Nem os mais otimistas integrantes de movimentos favoráveis aos direitos de uniões homoafetivas acreditavam em um resultado diferente na última semana.
A aprovação do Estatuto da Família (Projeto de Lei 6583/13) por 17 votos favoráveis e cinco contrários era tida como certa diante de uma comissão composta majoritariamente por parlamentares de bancadas religiosas.
O texto do relator deputado Diego Garcia (PHS-PR), que define a família como o núcleo formado a partir da união entre um homem e uma mulher, foi considerado um retrocesso por diversos segmentos que ainda esperam o arquivamento pelo plenário.
“A pauta do estatuto é desenhar esta família, dizer qual é o padrão natural, mas a sociedade não é estanque, ela se reorganiza e agora tem estatuto dizendo que este é único modelo de família que merece os investimentos em politicas publicas”, disse Patrícia da Silva, assistente social e diretora do Conselho Regional de Serviço Social (CRESS-SP).
Atuando na ponta, no atendimento às famílias, Patrícia afirmou que os espaços públicos estão tomados de conservadorismo e alertou para o risco de, o estatuto virando lei, restringir direitos fundamentais a algumas pessoas.
“A politica social diz que o centro é a família e todos os investimento que recebemos é para essas famílias, independente da formação. A partir do momento que o estatuto retira isso, a pluralidade, qual será o investimento e quem o Estado vai permitir que a gente atenda enquanto família? Como vamos olhar para a família que não tem a formação que o estatuto prevê”, disse.
O argumento dos conservadores é que a Constituição explicita claramente o conceito de família no artigo 226. E foi neste dispositivo que os parlamentares encontraram a lacuna para criar uma lei que assegurasse direitos como o do atendimento garantido em saúde.
“A Constituição da República Federativa do Brasil de 1988 reconheceu um dado que é da natureza. Porque o afeto não é critério constitutivo de família. As pessoas que quiserem ter o afeto que tenham, e o Estado vai garantir isso. Daí a transformar em entidade estável, que garante a procriação e a formação de pessoas, é outra conversa. Não estamos querendo impor nada, pelo contrário. Nós humildemente estamos reconhecendo o que a natureza prescreve”, argumentou o deputado Evandro Gussi (PV-SP).
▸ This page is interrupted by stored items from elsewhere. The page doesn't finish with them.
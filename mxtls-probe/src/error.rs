use std::io;

use mxtls_common::{
    ClassifiedError,
    tls::{AlertDescription, TlsVersion},
};
use thiserror::Error;
use tokio_rustls::rustls;

pub type Result<T> = std::result::Result<T, ProbeError>;

/// Why a handshake attempt stopped. Internal to the probe; callers only ever
/// see the [`ClassifiedError`] produced by [`ProbeError::classify`].
#[derive(Debug, Error)]
pub enum ProbeError {
    #[error("Malformed message: {0}")]
    Decode(String),

    #[error("Server sent a fatal {0} alert")]
    AlertReceived(AlertDescription),

    /// The server's answer broke the forced parameters; we raise the alert.
    #[error("{reason}")]
    Rejected {
        alert: AlertDescription,
        reason: String,
        observed: Option<TlsVersion>,
    },

    #[error("Connection closed by the server without an alert")]
    ConnectionClosed,

    #[error("Timed out while trying to {0}")]
    Timeout(&'static str),

    #[error("Unable to offer the requested parameters: {0}")]
    Unsupported(String),

    #[error("TLS error: {0}")]
    Tls(#[from] rustls::Error),

    #[error("I/O error: {0}")]
    Io(#[from] io::Error),
}

impl ProbeError {
    /// The version the server answered with, when it answered at all.
    pub const fn observed_version(&self) -> Option<TlsVersion> {
        match self {
            Self::Rejected { observed, .. } => *observed,
            _ => None,
        }
    }

    pub fn classify(&self) -> ClassifiedError {
        match self {
            Self::Decode(_) => AlertDescription::DecodeError.into(),
            Self::AlertReceived(alert) | Self::Rejected { alert, .. } => (*alert).into(),
            Self::ConnectionClosed => ClassifiedError::ConnectionClosed,
            Self::Tls(err) => classify_rustls(err),
            Self::Io(err) => classify_io(err),
            Self::Timeout(_) | Self::Unsupported(_) => ClassifiedError::InternalError,
        }
    }
}

fn classify_io(err: &io::Error) -> ClassifiedError {
    // tokio-rustls hands TLS failures back wrapped in an io::Error.
    if let Some(tls) = err.get_ref().and_then(|inner| inner.downcast_ref::<rustls::Error>()) {
        return classify_rustls(tls);
    }

    match err.kind() {
        io::ErrorKind::UnexpectedEof
        | io::ErrorKind::ConnectionReset
        | io::ErrorKind::ConnectionAborted
        | io::ErrorKind::BrokenPipe => ClassifiedError::ConnectionClosed,
        _ => ClassifiedError::InternalError,
    }
}

fn classify_rustls(err: &rustls::Error) -> ClassifiedError {
    match err {
        rustls::Error::AlertReceived(alert) => {
            AlertDescription::from_wire(u8::from(*alert)).map_or(ClassifiedError::InternalError, Into::into)
        }
        rustls::Error::InvalidMessage(_) => AlertDescription::DecodeError.into(),
        rustls::Error::PeerIncompatible(rustls::PeerIncompatible::ServerTlsVersionIsDisabledByOurConfig) => {
            AlertDescription::ProtocolVersion.into()
        }
        rustls::Error::PeerIncompatible(_) => AlertDescription::HandshakeFailure.into(),
        rustls::Error::PeerMisbehaved(_) => AlertDescription::IllegalParameter.into(),
        _ => ClassifiedError::InternalError,
    }
}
Durante os debates na comissão especial, deputados do PT, PCdoB, PTN e PSOL tentaram, em vão, adiar a votação para ganhar mais tempo para convencer por uma mudança no texto.
Os deputados Glauber Braga (PSOL-RJ), Maria do Rosário (PT-RS), Bacelar (PTN) e Erika Kokay (PT-DF) protagonizaram os diversos requerimentos de adiamento que foram colocados em pauta, levando a sessão a se estender por quase cinco horas.
“Quanto mais essa comissão caminha, mas tenho convicção de que está sendo tramado um golpe no país. Temos que ter liberdade nas nossas relações. Que lógica é essa que impede a relação de um com o outro. Esse estatuto nasce morto. Será barrado no STF”, disse Erika Kokay, que várias vezes lembrou que o Supremo Tribunal Federal (STF) já decidiu favoravelmente à união civil homoafetiva.
Em decisão sobre uma ação direta de inconstitucionalidade (ADI 4277), ajuizada pela Procuradoria-Geral da República, o então ministro do STF Ayres Britto declarou que nenhum dos dispositivos da Constituição Federal que tratam da família proíbem formação a partir de uma relação homoafetiva.
Segundo ele, diferentemente da Constituição de 1967, que previa a família constituída somente pelo casamento, a versão de 1988 evoluiu para dar ênfase à instituição da família, independentemente da preferência sexual de seus integrantes.
“A preferência sexual é um autêntico bem da humanidade”, disse, completando que o artigo 1723 do Código Civil deve ser interpretado conforme a Constituição, excluindo “qualquer significado que impeça o reconhecimento da união contínua, pública e duradoura entre pessoas do mesmo sexo como ‘entidade familiar’, entendida esta como sinônimo perfeito de ‘família’”.